THE PROBLEM: Filter the records for "KeyEventKind" and keep each line that has it.

++++++

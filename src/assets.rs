//! 编译时嵌入资源统一管理
//!
//! | 资源名称 | 路径 | 用途 |
//! |---------|------|------|
//! | `HELP_TEXT` | `assets/help.md` | 帮助命令输出 |
//! | `VERSION_TEMPLATE` | `assets/version.md` | 版本命令模板 |

/// 帮助文档内容
///
/// 用途: `pj help` 命令输出
pub const HELP_TEXT: &str = include_str!("../assets/help.md");

/// 版本信息模板
///
/// 占位符: `{name}`, `{version}`, `{os}`, `{terminal}`, `{data_dir}`
pub const VERSION_TEMPLATE: &str = include_str!("../assets/version.md");
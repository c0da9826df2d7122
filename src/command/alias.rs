use super::{Session, all_command_keywords};
use crate::error::{Error, Result, ValidationError};
use crate::util::normalize_path_input;
use crate::{info, usage, warn};
use std::io::{self, BufRead, Write};

/// 处理 add 命令: pj add <alias> <path...>
pub fn handle_add(alias: &str, path_parts: &[String], session: &mut Session) -> Result<()> {
    if path_parts.is_empty() {
        usage!("pj add <alias> <path>");
        return Err(ValidationError::EmptyPath.into());
    }

    let cwd = std::env::current_dir()?;
    let path = normalize_path_input(path_parts, &cwd);

    warn_if_store_unusable(session);
    session.store.add(alias, &path)?;
    info!("✅ 添加别名 {} -> {{{}}} 成功! 🎉", alias, path);

    // 与子命令同名的别名无法通过 `pj <alias>` 直接跳转
    if all_command_keywords().contains(&alias) {
        warn!(
            "别名 `{}` 与内置命令同名，只能通过 `pj go {}` 打开",
            alias, alias
        );
    }
    Ok(())
}

/// 处理 rm 命令: pj rm <alias> [-y]
pub fn handle_remove(alias: &str, yes: bool, session: &mut Session) -> Result<()> {
    let path = match session.store.lookup(alias) {
        Some(path) => path.to_string(),
        None => return Err(Error::NotFound(alias.to_string())),
    };

    if !yes {
        let prompt = format!("确认删除别名 {} -> {{{}}} ？[y/N] ", alias, path);
        let stdin = io::stdin();
        if !confirm(&prompt, stdin.lock())? {
            info!("已取消删除");
            return Ok(());
        }
    }

    warn_if_store_unusable(session);
    session.store.remove(alias)?;
    info!("成功移除别名 {} ✅", alias);
    Ok(())
}

/// 处理 rename 命令: pj rename <alias> <new_alias>
pub fn handle_rename(alias: &str, new_alias: &str, session: &mut Session) -> Result<()> {
    let path = match session.store.lookup(alias) {
        Some(path) => path.to_string(),
        None => return Err(Error::NotFound(alias.to_string())),
    };

    warn_if_store_unusable(session);
    session.store.update(new_alias, &path, alias)?;
    info!("✅ 重命名 {} -> {} 成功! Path: {} 🎉", alias, new_alias, path);
    Ok(())
}

/// 处理 modify 命令: pj mf <alias> <new_path...>
pub fn handle_modify(alias: &str, path_parts: &[String], session: &mut Session) -> Result<()> {
    if path_parts.is_empty() {
        usage!("pj mf <alias> <new_path>");
        return Err(ValidationError::EmptyPath.into());
    }
    if session.store.lookup(alias).is_none() {
        usage!("别名 {} 不存在，请先使用 add 命令添加", alias);
        return Err(Error::NotFound(alias.to_string()));
    }

    let cwd = std::env::current_dir()?;
    let path = normalize_path_input(path_parts, &cwd);

    warn_if_store_unusable(session);
    session.store.update(alias, &path, alias)?;
    info!("修改 {} 的路径为 {{{}}} 成功 ✅", alias, path);
    Ok(())
}

// ========== 辅助函数 ==========

/// 别名文件存在却读不出来时，写入会覆盖它，提前提醒
fn warn_if_store_unusable(session: &Session) {
    if session.store.last_load().is_failure() {
        warn!(
            "别名文件 {:?} 无法解析，本次保存将覆盖其原有内容",
            session.store.path()
        );
    }
}

/// 打印提示并读取一行，只有 y / yes 视为确认
fn confirm(prompt: &str, mut input: impl BufRead) -> io::Result<bool> {
    print!("{}", prompt);
    io::stdout().flush()?;
    let mut line = String::new();
    input.read_line(&mut line)?;
    Ok(matches!(line.trim().to_lowercase().as_str(), "y" | "yes"))
}
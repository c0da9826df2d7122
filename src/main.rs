use clap::Parser;
use clap::error::ErrorKind;
use pathjump::cli::Cli;
use pathjump::command::{self, Session, browse, open};
use pathjump::config::AppConfig;
use pathjump::{debug_log, error};
use std::process::ExitCode;

fn main() -> ExitCode {
    // 加载配置
    let config = AppConfig::load();

    let verbose = config.is_verbose();
    let start = if verbose {
        Some(std::time::Instant::now())
    } else {
        None
    };

    let mut session = Session::open(config);

    // 如果 argv 只有一个元素（程序名），进入浏览界面
    let raw_args: Vec<String> = std::env::args().collect();
    let result = if raw_args.len() <= 1 {
        browse::handle_browse(&mut session)
    } else {
        // 如果用户输入的是 `pj <alias>` 这种非子命令形式，clap 可能解析失败
        // 这时候 fallback 到别名跳转逻辑
        match Cli::try_parse() {
            Ok(cli) => match cli.command {
                Some(subcmd) => command::dispatch(subcmd, &mut session),
                None if cli.args.is_empty() => browse::handle_browse(&mut session),
                None => open::handle_open(&cli.args, &session),
            },
            Err(e)
                if matches!(
                    e.kind(),
                    ErrorKind::DisplayVersion | ErrorKind::DisplayHelp
                ) =>
            {
                let _ = e.print();
                Ok(())
            }
            Err(_) => open::handle_open(&raw_args[1..], &session),
        }
    };

    if let Some(start) = start {
        debug_log!(session.config, "duration: {} ms", start.elapsed().as_millis());
    }

    match result {
        Ok(()) => ExitCode::SUCCESS,
        Err(e) => {
            error!("❌ {}", e);
            ExitCode::FAILURE
        }
    }
}
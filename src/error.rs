//! 错误类型
//!
//! 存储层和启动器各自有独立的错误枚举，`Error` 在命令层把它们汇总，
//! 由 `main` 统一打印并转换为非零退出码。

use std::io;
use std::path::PathBuf;

/// 输入校验失败
#[derive(Debug, Clone, PartialEq, Eq, thiserror::Error)]
pub enum ValidationError {
    #[error("别名不能为空")]
    EmptyAlias,

    #[error("路径不能为空")]
    EmptyPath,

    #[error("路径 {{{0}}} 不是一个存在的目录")]
    NotADirectory(String),
}

/// 别名存储操作失败
#[derive(Debug, thiserror::Error)]
pub enum AliasError {
    #[error(transparent)]
    Validation(#[from] ValidationError),

    #[error("别名 {alias} 已被路径 {{{existing}}} 使用，请换一个别名")]
    Conflict { alias: String, existing: String },

    #[error("写入 {path:?} 失败: {source}")]
    Persistence {
        path: PathBuf,
        #[source]
        source: io::Error,
    },

    #[error("序列化别名数据失败: {0}")]
    Serialize(#[from] serde_json::Error),
}

/// 终端启动失败
#[derive(Debug, thiserror::Error)]
pub enum LaunchError {
    #[error("启动 {app} 失败: {source}")]
    Spawn {
        app: String,
        #[source]
        source: io::Error,
    },

    #[error("{app} 异常退出: {status}")]
    Exited { app: String, status: String },

    #[error("{app} 在当前系统 ({os}) 上不可用")]
    Unsupported { app: String, os: String },
}

/// 命令层汇总错误
#[derive(Debug, thiserror::Error)]
pub enum Error {
    #[error(transparent)]
    Alias(#[from] AliasError),

    #[error(transparent)]
    Launch(#[from] LaunchError),

    #[error("未找到别名 \"{0}\"")]
    NotFound(String),

    #[error("保存配置失败: {0}")]
    Config(String),

    /// 参数取值不合法，消息由调用方给出
    #[error("{0}")]
    InvalidArgument(String),

    #[error(transparent)]
    Io(#[from] io::Error),
}

impl From<ValidationError> for Error {
    fn from(e: ValidationError) -> Self {
        Error::Alias(AliasError::Validation(e))
    }
}

pub type Result<T> = std::result::Result<T, Error>;
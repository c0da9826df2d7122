pub mod alias;
pub mod browse;
pub mod list;
pub mod open;
pub mod system;

use crate::cli::SubCmd;
use crate::config::AppConfig;
use crate::constants::cmd;
use crate::debug_log;
use crate::error::Result;
use crate::store::{AliasStore, EmptyReason};

/// 一次调用期间共享的状态：配置 + 已加载的别名存储
pub struct Session {
    pub config: AppConfig,
    pub store: AliasStore,
}

impl Session {
    pub fn open(config: AppConfig) -> Self {
        let store = AliasStore::open(&config.store_config());
        match store.last_load().empty_reason() {
            None => debug_log!(config, "已加载 {} 条别名: {:?}", store.len(), store.path()),
            Some(EmptyReason::Missing) => {
                debug_log!(config, "别名文件不存在，按空处理: {:?}", store.path())
            }
            Some(reason) => debug_log!(config, "别名文件无法使用，按空处理: {:?}", reason),
        }
        Self { config, store }
    }
}

/// 所有内置命令的关键字列表（用于判断别名是否会被子命令遮蔽）
pub fn all_command_keywords() -> Vec<&'static str> {
    [
        cmd::ADD,
        cmd::REMOVE,
        cmd::RENAME,
        cmd::MODIFY,
        cmd::LIST,
        cmd::GO,
        cmd::BROWSE,
        cmd::TERM,
        cmd::LOG,
        cmd::VERSION,
        cmd::HELP,
    ]
    .concat()
}

/// 命令分发执行
pub fn dispatch(subcmd: SubCmd, session: &mut Session) -> Result<()> {
    match subcmd {
        // 别名管理
        SubCmd::Add { alias, path } => alias::handle_add(&alias, &path, session),
        SubCmd::Rm { alias, yes } => alias::handle_remove(&alias, yes, session),
        SubCmd::Rename { alias, new_alias } => alias::handle_rename(&alias, &new_alias, session),
        SubCmd::Mf { alias, path } => alias::handle_modify(&alias, &path, session),

        // 列表 & 跳转
        SubCmd::Ls { query } => list::handle_list(query.as_deref(), session),
        SubCmd::Go { alias } => open::handle_go(&alias, session),
        SubCmd::Browse => browse::handle_browse(session),

        // 系统设置
        SubCmd::Term { app } => system::handle_term(app.as_deref(), &mut session.config),
        SubCmd::Log { key, value } => system::handle_log(&key, &value, &mut session.config),

        // 系统信息
        SubCmd::Version => system::handle_version(&session.config),
        SubCmd::Help => system::handle_help(),
    }
}

#[cfg(test)]
mod tests {
    use super::*;

    #[test]
    fn keywords_cover_every_subcommand_alias() {
        let keywords = all_command_keywords();
        for word in ["add", "set", "rm", "mv", "ls", "find", "go", "cd", "ui", "term", "v"] {
            assert!(keywords.contains(&word), "{word} missing");
        }
        assert!(!keywords.contains(&"proj"));
    }
}
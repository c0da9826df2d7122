mod app_config;

pub use app_config::{AppConfig, StoreConfig};
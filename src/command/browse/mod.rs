pub mod app;
pub mod ui;

use super::Session;
use crate::error::Result;
use crate::launcher;
use crate::store::AliasStore;
use app::{BrowseApp, KeyOutcome};
use crossterm::{
    event::{self, Event, KeyEventKind},
    execute,
    terminal::{self, EnterAlternateScreen, LeaveAlternateScreen},
};
use ratatui::{Terminal, backend::CrosstermBackend};
use std::io;
use std::path::PathBuf;
use ui::draw_ui;

/// 处理 browse 命令（以及无参数启动）: 打开交互式浏览界面
pub fn handle_browse(session: &mut Session) -> Result<()> {
    let cwd = std::env::current_dir().unwrap_or_else(|_| PathBuf::from("/"));
    // 浏览界面持有自己加载的存储，退出后交还给 session
    let store = AliasStore::open(&session.config.store_config());
    let mut app = BrowseApp::new(store, session.config.terminal, cwd);

    let result = run_browse_tui(&mut app);
    session.store = app.store;
    result.map_err(Into::into)
}

fn run_browse_tui(app: &mut BrowseApp) -> io::Result<()> {
    terminal::enable_raw_mode()?;
    let mut stdout = io::stdout();
    execute!(stdout, EnterAlternateScreen)?;

    let backend = CrosstermBackend::new(stdout);
    let mut terminal = Terminal::new(backend)?;

    let result = event_loop(&mut terminal, app);

    // 无论循环是否出错都要恢复终端
    terminal::disable_raw_mode()?;
    execute!(terminal.backend_mut(), LeaveAlternateScreen)?;
    terminal.show_cursor()?;

    result
}

fn event_loop(
    terminal: &mut Terminal<CrosstermBackend<io::Stdout>>,
    app: &mut BrowseApp,
) -> io::Result<()> {
    loop {
        terminal.draw(|f| draw_ui(f, app))?;

        if !event::poll(std::time::Duration::from_millis(100))? {
            continue;
        }
        let Event::Key(key) = event::read()? else {
            continue;
        };
        // Windows 下按下和松开都会产生事件
        if key.kind != KeyEventKind::Press {
            continue;
        }

        match app.handle_key(key) {
            KeyOutcome::Continue => {}
            KeyOutcome::Quit => return Ok(()),
            KeyOutcome::Open(entry) => {
                app.message = Some(match launcher::open(&entry.path, app.terminal) {
                    Ok(()) => format!("✅ 已在 {} 中打开 {}", app.terminal, entry.path),
                    Err(e) => format!("❌ 打开失败: {}", e),
                });
            }
        }
    }
}
//! pathjump 库模块
//!
//! 导出公开模块供集成测试和 `pj` 二进制使用

pub mod assets;
pub mod cli;
pub mod command;
pub mod config;
pub mod constants;
pub mod error;
pub mod launcher;
pub mod store;
pub mod util;

pub use config::{AppConfig, StoreConfig};
pub use error::{AliasError, Error, LaunchError, Result, ValidationError};
pub use launcher::TerminalApp;
pub use store::{AliasEntry, AliasMap, AliasStore, EmptyReason, LoadOutcome};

++++++

ANSWER TO THE PROBLEM:
    event::{self, Event, KeyEventKind},
        if key.kind != KeyEventKind::Press {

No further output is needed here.